═══ DATA EXTRACT

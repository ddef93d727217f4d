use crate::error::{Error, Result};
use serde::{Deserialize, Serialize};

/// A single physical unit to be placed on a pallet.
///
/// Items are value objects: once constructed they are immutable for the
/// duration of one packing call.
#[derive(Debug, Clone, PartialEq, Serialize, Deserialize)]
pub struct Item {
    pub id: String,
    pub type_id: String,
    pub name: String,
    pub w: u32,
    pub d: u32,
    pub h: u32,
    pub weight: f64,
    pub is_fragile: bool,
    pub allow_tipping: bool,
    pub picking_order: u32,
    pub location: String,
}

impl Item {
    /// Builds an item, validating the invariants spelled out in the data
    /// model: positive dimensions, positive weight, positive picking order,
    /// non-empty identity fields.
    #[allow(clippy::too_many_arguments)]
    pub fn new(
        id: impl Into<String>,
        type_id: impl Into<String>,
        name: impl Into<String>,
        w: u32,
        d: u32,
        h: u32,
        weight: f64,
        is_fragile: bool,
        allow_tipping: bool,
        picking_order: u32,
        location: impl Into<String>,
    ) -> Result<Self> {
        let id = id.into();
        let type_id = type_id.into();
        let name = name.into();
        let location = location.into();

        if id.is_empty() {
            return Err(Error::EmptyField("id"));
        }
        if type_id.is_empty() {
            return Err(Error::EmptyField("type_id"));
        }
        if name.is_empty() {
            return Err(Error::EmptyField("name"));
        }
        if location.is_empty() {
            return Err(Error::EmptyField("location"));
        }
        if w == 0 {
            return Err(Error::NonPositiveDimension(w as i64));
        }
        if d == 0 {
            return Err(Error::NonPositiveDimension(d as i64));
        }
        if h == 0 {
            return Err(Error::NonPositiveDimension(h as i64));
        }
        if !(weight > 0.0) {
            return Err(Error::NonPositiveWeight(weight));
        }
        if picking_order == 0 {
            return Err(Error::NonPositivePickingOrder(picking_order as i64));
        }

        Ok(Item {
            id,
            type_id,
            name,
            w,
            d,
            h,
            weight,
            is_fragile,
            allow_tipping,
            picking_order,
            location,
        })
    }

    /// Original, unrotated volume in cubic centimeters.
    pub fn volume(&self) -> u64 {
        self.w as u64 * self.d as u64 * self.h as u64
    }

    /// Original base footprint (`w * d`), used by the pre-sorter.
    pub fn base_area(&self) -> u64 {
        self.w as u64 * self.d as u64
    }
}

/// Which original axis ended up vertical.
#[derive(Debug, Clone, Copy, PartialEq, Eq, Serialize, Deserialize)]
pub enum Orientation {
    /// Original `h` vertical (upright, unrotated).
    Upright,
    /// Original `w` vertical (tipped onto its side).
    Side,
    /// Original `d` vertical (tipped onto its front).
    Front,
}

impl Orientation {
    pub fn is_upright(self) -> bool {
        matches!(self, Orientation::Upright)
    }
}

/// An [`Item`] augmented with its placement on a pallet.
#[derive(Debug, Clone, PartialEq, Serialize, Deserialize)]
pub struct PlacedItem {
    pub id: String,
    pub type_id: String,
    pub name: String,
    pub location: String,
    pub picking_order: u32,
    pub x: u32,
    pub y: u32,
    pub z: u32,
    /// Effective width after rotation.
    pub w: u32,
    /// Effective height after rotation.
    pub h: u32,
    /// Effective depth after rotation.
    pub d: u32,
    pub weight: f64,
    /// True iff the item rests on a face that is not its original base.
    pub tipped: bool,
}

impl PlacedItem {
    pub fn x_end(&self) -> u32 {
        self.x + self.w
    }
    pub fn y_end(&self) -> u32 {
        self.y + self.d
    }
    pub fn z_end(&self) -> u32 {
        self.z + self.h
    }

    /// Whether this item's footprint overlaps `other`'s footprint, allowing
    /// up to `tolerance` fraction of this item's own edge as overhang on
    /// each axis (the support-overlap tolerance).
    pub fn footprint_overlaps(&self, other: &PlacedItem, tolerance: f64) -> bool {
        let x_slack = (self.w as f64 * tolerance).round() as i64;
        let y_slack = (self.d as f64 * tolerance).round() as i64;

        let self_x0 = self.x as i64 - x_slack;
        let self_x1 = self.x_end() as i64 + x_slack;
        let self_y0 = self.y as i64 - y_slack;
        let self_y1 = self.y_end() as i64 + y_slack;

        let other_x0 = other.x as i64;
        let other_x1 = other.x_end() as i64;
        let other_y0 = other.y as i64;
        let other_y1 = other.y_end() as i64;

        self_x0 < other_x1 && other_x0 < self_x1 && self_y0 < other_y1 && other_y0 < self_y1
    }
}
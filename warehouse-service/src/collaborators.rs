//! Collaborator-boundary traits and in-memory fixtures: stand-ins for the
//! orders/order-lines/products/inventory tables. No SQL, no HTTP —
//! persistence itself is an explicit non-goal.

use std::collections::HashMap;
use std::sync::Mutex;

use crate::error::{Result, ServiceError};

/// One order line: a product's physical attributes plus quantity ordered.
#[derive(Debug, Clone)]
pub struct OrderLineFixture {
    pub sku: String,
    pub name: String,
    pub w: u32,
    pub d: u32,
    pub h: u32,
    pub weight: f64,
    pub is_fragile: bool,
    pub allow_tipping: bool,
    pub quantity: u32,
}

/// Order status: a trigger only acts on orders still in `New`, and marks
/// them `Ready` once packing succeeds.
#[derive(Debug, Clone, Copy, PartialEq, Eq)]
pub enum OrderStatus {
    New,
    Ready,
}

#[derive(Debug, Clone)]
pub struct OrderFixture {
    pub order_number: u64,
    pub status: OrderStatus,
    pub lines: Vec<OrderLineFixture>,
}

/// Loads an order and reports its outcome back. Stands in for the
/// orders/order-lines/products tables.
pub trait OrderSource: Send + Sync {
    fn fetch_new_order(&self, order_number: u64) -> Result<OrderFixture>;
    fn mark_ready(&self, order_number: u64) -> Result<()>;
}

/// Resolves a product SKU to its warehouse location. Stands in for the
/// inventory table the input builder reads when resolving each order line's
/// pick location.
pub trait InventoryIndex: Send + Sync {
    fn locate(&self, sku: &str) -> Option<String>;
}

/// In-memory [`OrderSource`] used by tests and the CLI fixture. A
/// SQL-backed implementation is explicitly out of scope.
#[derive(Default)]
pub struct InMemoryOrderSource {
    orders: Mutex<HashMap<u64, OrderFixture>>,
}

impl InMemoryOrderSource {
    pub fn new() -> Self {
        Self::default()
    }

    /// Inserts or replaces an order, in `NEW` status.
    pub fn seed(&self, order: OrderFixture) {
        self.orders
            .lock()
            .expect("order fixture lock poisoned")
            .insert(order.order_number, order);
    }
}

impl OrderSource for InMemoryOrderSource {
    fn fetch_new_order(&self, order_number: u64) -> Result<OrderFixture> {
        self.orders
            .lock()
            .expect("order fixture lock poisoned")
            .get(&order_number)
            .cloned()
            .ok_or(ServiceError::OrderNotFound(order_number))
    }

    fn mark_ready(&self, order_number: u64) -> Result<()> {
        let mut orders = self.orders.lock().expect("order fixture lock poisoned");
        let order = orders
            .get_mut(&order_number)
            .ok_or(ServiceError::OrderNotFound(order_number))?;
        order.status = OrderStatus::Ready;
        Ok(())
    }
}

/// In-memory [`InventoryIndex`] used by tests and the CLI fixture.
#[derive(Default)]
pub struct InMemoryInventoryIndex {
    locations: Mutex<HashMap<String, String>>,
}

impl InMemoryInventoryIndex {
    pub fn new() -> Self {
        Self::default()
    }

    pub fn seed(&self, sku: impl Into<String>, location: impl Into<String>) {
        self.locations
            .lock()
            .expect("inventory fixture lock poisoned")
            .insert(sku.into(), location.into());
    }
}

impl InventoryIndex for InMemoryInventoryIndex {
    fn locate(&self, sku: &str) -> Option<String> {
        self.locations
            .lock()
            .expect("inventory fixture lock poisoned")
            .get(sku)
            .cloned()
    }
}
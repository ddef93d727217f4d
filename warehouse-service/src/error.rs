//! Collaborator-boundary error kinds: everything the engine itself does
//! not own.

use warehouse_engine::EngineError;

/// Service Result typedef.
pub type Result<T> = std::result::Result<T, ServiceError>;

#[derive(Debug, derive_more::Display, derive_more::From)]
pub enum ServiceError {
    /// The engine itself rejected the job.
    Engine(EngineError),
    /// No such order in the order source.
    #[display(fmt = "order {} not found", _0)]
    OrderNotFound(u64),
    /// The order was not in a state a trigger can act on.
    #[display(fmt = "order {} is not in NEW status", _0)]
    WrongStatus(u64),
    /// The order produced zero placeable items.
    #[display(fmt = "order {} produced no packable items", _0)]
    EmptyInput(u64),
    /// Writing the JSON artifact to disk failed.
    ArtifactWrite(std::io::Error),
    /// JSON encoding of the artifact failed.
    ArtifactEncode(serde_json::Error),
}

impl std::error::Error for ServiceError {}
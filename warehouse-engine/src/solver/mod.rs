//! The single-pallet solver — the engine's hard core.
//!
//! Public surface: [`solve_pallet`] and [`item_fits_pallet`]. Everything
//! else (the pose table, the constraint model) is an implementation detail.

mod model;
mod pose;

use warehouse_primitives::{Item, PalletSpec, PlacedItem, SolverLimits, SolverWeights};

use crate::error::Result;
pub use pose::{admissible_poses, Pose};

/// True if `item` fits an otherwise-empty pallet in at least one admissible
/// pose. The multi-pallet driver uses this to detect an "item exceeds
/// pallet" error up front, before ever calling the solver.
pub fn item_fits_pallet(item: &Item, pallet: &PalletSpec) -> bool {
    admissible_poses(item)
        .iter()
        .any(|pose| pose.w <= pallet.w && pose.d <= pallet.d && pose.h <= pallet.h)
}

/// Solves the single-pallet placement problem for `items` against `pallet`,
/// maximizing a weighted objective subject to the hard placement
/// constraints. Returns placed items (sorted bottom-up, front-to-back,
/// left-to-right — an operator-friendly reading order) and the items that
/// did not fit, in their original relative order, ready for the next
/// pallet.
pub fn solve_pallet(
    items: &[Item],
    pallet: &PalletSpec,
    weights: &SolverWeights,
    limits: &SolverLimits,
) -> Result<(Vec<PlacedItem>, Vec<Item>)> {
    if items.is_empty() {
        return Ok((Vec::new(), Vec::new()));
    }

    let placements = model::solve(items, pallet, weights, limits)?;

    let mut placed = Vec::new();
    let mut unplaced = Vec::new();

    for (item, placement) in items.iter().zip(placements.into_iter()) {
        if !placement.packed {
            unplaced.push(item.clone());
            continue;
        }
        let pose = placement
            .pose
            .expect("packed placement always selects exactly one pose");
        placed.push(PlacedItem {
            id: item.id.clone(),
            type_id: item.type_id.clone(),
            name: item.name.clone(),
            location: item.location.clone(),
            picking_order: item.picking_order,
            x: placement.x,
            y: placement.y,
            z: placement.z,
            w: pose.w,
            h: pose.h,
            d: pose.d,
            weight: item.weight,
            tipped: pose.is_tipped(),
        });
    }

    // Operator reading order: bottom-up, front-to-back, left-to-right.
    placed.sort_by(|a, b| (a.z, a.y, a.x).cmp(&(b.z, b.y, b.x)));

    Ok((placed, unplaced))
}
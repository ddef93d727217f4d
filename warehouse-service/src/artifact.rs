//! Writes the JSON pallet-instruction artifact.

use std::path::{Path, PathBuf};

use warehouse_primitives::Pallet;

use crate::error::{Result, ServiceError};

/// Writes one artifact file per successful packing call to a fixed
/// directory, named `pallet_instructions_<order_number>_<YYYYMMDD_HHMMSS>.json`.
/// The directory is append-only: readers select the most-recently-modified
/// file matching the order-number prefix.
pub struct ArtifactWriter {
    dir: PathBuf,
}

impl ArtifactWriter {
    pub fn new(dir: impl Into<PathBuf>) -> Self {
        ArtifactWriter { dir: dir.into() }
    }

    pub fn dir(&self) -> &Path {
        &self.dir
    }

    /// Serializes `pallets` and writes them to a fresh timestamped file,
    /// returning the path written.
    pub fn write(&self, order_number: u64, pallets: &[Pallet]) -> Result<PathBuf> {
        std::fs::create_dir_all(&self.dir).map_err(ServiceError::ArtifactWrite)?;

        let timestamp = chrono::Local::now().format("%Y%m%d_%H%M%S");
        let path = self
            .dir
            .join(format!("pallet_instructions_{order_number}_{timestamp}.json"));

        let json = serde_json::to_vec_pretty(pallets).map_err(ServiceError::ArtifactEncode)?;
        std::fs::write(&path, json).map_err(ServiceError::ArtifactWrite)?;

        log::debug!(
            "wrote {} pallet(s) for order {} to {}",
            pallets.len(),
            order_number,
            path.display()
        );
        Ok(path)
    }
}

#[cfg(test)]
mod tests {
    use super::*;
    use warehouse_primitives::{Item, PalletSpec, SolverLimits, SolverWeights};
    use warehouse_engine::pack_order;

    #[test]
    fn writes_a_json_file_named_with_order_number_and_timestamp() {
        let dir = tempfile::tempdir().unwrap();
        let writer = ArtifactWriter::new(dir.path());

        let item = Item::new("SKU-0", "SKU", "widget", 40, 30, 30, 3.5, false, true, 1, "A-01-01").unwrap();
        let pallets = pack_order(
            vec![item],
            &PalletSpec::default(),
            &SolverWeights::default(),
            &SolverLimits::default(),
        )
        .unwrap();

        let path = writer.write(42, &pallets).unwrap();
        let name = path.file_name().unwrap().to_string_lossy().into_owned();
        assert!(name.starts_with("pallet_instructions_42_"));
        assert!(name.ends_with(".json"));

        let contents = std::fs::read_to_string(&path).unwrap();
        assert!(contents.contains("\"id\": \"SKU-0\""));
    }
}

══════

■ **PROBLEM DESCRIPTION**
When a line in the listing includes the word "each", report that line in full.

■ **EXERCISE RESULT**
    /// each axis (the support-overlap tolerance).
/// inventory table the input builder reads when resolving each order line's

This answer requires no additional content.